Take the lines below between the one holding "after comparison; nothing" and the one holding "for id in iter", inclusive, and copy them exactly. Add nothing.

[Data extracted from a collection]
::::::::::

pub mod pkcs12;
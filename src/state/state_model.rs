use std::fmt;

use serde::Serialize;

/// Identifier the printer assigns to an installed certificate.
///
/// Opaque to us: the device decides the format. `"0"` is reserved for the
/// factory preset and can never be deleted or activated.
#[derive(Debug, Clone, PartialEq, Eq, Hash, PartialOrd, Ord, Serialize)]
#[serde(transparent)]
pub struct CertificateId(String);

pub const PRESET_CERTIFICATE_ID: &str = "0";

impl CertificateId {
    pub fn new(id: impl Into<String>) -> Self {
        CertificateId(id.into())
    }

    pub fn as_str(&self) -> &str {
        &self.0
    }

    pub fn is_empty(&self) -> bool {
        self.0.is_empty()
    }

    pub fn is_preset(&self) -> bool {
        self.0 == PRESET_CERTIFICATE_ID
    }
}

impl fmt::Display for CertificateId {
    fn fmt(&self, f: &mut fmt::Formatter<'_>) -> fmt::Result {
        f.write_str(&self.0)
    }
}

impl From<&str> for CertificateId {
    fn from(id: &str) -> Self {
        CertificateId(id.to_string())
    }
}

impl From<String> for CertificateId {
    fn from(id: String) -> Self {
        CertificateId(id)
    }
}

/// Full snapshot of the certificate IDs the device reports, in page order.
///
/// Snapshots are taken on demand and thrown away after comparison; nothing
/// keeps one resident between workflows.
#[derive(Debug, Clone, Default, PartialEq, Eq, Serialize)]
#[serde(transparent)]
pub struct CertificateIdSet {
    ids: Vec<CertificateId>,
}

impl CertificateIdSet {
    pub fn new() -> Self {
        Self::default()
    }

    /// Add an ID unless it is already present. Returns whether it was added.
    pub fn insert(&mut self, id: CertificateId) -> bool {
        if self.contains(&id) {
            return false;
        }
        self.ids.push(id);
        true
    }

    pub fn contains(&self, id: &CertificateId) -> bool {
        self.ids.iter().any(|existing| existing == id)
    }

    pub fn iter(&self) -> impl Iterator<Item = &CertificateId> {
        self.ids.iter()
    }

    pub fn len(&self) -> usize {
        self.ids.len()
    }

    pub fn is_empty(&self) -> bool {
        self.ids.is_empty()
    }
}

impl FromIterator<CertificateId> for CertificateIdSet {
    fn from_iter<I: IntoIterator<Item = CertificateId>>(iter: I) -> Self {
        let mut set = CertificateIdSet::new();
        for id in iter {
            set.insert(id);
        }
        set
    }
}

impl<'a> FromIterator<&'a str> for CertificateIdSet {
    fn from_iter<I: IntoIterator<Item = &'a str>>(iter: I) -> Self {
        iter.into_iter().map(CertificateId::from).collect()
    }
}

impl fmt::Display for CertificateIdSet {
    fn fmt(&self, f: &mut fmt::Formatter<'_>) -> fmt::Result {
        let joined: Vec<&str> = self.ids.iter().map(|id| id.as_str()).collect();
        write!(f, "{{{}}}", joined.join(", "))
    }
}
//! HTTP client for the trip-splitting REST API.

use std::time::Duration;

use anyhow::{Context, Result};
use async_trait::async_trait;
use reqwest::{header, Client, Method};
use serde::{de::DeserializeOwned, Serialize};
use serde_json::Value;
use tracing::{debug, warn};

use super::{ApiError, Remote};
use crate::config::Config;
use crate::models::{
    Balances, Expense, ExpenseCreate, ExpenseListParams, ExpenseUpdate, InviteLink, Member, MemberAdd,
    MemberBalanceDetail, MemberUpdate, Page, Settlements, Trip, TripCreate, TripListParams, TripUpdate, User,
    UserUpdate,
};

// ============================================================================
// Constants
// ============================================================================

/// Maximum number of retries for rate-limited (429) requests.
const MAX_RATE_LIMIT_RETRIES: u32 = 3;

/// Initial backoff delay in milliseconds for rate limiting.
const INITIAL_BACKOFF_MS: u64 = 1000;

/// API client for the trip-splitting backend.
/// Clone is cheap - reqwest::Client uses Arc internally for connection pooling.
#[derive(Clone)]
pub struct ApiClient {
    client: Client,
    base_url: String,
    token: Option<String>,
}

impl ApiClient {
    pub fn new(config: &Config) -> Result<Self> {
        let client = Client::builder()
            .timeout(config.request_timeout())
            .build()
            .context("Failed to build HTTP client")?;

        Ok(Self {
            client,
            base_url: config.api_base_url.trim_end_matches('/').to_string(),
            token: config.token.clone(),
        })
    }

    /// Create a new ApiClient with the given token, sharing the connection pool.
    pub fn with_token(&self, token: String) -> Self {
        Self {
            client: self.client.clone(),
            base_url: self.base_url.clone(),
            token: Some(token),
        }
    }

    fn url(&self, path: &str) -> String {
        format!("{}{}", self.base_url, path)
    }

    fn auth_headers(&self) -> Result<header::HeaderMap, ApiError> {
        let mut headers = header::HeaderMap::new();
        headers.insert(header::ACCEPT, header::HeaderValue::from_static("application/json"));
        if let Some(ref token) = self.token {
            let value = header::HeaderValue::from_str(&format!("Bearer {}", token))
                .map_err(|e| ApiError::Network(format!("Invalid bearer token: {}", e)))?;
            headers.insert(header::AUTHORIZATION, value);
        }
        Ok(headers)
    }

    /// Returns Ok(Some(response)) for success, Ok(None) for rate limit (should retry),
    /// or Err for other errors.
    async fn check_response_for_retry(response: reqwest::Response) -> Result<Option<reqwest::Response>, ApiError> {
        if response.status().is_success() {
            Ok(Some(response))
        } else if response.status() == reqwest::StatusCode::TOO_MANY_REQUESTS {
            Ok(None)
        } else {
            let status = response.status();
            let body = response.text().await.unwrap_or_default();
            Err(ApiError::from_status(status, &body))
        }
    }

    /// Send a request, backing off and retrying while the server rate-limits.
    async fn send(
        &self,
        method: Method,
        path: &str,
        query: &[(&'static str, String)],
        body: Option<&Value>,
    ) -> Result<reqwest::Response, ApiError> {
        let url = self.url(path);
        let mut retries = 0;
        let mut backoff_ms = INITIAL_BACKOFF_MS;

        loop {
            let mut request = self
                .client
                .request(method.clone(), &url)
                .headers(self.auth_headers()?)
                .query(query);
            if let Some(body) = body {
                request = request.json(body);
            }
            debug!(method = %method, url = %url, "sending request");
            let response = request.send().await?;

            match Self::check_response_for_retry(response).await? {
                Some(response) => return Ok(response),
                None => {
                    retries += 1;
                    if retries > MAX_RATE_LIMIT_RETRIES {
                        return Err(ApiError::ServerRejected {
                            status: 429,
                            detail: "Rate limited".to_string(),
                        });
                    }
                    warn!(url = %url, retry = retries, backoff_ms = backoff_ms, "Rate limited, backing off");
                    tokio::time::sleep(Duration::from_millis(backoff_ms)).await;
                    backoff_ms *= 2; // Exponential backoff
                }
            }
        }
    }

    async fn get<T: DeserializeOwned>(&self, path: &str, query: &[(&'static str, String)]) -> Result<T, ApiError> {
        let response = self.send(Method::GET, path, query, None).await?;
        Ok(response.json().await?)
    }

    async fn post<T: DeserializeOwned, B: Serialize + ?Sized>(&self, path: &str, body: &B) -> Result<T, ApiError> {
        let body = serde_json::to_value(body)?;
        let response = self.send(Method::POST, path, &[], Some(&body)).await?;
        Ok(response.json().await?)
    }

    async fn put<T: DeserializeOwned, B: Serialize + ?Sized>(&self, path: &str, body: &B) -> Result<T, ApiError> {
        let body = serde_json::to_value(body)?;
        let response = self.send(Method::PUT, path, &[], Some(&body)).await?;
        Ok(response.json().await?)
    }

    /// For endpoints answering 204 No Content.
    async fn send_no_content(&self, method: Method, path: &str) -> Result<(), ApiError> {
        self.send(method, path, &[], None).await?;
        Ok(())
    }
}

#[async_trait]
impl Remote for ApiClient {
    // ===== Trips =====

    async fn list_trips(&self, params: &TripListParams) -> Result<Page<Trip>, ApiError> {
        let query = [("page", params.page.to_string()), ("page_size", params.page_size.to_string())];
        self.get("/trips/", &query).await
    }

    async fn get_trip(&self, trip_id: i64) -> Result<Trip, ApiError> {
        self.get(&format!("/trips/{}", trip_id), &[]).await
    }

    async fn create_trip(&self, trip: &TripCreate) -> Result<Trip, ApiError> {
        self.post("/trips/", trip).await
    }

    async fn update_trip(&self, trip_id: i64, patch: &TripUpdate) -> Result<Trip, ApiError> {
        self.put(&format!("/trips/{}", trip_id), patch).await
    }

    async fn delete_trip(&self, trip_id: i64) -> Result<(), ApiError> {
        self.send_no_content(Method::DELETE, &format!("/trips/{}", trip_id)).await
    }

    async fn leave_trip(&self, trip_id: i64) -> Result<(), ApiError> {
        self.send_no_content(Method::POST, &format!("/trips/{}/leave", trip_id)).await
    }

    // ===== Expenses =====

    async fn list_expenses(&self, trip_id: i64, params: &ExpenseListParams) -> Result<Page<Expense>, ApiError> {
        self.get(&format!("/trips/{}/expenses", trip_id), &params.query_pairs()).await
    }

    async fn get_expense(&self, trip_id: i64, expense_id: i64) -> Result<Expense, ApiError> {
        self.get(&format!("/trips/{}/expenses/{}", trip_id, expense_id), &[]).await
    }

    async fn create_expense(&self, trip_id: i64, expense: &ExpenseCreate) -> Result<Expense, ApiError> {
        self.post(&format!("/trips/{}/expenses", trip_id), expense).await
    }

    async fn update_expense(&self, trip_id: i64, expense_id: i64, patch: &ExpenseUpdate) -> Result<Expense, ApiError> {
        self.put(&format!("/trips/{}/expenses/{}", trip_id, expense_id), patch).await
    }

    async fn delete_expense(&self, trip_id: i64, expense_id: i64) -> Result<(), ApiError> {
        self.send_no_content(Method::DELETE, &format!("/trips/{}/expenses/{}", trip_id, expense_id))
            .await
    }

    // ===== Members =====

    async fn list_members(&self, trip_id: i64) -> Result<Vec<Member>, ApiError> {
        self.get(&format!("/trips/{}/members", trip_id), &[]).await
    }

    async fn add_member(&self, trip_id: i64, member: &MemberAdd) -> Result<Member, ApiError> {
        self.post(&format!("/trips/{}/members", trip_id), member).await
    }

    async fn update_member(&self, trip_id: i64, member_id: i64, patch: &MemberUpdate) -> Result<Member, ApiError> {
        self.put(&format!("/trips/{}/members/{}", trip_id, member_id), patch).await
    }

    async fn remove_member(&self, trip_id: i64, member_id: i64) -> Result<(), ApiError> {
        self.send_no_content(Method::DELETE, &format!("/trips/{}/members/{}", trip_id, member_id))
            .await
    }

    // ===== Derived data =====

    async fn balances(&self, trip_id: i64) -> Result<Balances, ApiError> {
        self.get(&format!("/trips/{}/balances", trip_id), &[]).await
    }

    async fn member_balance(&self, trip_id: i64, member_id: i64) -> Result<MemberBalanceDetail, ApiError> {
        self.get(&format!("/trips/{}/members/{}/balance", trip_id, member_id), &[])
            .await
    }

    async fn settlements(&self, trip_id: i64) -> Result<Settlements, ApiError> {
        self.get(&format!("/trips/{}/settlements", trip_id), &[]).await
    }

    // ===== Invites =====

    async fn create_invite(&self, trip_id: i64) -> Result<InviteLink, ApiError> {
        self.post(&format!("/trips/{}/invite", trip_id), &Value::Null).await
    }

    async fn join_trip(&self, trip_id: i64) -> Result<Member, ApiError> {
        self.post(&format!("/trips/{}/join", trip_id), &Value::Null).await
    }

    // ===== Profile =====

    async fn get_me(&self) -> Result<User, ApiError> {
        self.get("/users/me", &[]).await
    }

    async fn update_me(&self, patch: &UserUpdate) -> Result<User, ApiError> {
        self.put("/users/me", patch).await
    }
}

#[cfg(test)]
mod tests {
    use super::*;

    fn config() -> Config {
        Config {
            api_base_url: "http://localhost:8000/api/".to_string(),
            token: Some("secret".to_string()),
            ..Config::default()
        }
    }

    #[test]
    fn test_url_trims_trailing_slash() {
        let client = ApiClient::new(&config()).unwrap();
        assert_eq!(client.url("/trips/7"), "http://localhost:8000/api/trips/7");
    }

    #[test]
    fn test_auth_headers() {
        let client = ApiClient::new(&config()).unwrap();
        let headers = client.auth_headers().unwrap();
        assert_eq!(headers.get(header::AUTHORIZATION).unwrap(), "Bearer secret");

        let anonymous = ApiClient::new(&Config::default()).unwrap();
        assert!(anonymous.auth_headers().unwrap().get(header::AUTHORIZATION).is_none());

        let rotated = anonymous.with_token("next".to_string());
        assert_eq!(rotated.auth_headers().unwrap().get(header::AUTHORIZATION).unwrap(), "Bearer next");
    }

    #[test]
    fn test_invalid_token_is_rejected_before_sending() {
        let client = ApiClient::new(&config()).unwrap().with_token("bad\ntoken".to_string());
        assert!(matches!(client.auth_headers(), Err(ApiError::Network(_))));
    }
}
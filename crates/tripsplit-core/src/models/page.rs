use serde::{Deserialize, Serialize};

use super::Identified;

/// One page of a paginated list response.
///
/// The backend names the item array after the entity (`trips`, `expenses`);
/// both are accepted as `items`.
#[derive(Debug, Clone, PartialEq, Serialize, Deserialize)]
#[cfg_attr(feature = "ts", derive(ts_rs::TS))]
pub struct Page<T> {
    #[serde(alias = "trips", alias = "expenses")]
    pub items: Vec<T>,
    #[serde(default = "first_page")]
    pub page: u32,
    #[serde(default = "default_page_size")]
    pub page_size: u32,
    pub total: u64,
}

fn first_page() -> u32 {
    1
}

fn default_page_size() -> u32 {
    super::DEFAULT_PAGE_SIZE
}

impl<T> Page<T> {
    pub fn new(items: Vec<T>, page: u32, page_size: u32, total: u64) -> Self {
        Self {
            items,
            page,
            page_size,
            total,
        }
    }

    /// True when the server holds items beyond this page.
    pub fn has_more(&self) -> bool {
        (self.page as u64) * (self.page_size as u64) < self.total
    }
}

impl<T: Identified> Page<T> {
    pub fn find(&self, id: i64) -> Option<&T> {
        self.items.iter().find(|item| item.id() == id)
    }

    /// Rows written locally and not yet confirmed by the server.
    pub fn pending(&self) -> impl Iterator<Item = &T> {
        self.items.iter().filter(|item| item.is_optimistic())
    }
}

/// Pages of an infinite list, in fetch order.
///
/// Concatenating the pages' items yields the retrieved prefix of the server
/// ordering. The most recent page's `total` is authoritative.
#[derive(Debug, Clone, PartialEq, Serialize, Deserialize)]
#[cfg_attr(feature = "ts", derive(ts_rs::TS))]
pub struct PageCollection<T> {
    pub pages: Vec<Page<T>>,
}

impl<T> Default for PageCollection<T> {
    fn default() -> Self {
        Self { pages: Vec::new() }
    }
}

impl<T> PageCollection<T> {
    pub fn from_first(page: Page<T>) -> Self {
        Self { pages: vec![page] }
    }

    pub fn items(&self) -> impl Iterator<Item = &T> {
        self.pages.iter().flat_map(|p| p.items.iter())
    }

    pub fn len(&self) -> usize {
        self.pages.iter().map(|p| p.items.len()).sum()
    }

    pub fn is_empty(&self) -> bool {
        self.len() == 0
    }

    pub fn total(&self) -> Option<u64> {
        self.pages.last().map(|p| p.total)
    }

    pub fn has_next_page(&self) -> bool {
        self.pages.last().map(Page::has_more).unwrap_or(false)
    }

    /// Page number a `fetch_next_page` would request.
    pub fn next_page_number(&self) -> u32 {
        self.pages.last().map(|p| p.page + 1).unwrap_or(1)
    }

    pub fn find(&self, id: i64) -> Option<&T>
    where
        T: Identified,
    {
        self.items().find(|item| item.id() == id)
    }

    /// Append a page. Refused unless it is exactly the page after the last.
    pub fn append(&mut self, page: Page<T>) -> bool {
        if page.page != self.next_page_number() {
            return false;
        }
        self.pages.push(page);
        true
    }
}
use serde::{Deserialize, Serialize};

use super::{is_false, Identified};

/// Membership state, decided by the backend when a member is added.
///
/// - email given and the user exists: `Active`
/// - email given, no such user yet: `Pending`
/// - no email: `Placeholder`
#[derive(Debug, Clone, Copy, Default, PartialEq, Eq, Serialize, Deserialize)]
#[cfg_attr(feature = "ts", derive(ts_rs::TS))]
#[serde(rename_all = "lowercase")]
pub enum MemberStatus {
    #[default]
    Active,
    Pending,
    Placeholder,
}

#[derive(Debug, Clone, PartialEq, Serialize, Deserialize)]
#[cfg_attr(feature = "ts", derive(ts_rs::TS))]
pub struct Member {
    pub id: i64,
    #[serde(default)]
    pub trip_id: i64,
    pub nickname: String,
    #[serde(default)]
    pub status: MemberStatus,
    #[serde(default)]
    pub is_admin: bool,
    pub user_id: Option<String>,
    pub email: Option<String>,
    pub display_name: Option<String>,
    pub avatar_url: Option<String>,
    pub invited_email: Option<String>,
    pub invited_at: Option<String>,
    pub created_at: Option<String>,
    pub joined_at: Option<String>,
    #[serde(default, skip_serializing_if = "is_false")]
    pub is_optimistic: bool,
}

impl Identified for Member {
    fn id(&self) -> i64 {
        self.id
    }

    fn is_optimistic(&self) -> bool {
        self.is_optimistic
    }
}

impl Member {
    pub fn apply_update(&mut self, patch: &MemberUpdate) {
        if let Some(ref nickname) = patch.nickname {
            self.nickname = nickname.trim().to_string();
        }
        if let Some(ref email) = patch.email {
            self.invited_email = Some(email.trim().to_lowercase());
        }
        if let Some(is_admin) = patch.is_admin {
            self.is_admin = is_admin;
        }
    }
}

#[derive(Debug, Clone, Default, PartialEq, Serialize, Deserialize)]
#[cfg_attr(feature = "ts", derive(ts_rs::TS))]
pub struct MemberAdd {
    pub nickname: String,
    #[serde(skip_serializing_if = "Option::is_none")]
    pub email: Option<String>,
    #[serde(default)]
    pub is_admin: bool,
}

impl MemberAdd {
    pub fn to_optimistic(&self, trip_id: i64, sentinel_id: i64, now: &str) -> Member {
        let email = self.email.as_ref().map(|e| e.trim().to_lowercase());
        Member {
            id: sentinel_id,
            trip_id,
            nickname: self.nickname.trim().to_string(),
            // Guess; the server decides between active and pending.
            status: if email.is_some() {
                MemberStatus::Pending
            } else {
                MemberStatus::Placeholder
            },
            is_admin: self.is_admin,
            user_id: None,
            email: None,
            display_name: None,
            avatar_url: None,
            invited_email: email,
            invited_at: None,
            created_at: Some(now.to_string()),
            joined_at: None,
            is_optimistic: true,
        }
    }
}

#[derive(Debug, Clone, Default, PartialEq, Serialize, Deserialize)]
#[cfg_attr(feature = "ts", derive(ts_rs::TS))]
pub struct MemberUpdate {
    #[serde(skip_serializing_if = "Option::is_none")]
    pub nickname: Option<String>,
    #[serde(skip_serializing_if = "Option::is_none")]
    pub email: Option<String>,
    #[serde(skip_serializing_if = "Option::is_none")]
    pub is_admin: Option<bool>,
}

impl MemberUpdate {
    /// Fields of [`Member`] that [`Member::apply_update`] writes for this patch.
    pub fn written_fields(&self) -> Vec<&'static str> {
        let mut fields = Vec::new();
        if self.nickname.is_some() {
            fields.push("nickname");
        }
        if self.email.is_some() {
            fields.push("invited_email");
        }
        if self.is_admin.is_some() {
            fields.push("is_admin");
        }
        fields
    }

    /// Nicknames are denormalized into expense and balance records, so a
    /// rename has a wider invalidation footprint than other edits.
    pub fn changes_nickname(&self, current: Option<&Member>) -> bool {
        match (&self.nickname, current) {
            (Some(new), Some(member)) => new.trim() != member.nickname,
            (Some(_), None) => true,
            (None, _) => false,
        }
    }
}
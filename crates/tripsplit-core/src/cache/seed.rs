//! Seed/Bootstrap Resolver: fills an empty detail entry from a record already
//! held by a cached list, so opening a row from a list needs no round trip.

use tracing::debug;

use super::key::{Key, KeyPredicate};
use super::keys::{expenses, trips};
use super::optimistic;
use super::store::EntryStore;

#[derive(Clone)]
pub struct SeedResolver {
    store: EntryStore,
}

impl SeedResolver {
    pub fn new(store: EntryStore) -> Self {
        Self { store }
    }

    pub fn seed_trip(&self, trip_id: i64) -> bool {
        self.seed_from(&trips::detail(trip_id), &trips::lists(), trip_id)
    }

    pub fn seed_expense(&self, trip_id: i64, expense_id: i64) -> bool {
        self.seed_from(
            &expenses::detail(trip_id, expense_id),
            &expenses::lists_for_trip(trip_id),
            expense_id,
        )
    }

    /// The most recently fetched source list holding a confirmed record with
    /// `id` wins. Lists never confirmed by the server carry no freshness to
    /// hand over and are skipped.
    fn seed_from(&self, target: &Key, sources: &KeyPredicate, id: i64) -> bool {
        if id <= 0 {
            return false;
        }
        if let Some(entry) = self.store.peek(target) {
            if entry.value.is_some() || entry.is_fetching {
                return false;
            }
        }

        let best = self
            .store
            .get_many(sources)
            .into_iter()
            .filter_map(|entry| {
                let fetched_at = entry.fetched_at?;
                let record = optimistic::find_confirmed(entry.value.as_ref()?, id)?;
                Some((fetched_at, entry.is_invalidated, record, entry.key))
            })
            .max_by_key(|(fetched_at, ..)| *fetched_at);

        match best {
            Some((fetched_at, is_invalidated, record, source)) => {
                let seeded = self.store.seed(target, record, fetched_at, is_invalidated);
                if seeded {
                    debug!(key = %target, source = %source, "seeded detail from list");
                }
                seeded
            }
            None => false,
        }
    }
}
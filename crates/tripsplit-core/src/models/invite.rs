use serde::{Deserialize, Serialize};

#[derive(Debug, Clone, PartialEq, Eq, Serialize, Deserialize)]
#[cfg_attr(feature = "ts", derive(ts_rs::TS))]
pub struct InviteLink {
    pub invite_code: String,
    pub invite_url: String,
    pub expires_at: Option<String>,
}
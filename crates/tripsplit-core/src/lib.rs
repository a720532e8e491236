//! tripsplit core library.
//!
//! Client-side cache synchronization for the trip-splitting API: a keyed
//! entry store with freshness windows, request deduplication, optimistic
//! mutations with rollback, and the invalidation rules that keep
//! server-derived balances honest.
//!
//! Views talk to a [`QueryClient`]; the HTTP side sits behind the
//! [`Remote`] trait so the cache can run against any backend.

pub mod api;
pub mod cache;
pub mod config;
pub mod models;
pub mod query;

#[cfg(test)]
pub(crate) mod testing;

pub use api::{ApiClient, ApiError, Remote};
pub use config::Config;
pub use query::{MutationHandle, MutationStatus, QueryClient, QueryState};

::::::::::

WRITTEN RESPONSE →
/// Snapshots are taken on demand and thrown away after comparison; nothing
/// keeps one resident between workflows.
#[derive(Debug, Clone, Default, PartialEq, Eq, Serialize)]
#[serde(transparent)]
pub struct CertificateIdSet {
    ids: Vec<CertificateId>,
}

impl CertificateIdSet {
    pub fn new() -> Self {
        Self::default()
    }

    /// Add an ID unless it is already present. Returns whether it was added.
    pub fn insert(&mut self, id: CertificateId) -> bool {
        if self.contains(&id) {
            return false;
        }
        self.ids.push(id);
        true
    }

    pub fn contains(&self, id: &CertificateId) -> bool {
        self.ids.iter().any(|existing| existing == id)
    }

    pub fn iter(&self) -> impl Iterator<Item = &CertificateId> {
        self.ids.iter()
    }

    pub fn len(&self) -> usize {
        self.ids.len()
    }

    pub fn is_empty(&self) -> bool {
        self.ids.is_empty()
    }
}

impl FromIterator<CertificateId> for CertificateIdSet {
    fn from_iter<I: IntoIterator<Item = CertificateId>>(iter: I) -> Self {
        let mut set = CertificateIdSet::new();
        for id in iter {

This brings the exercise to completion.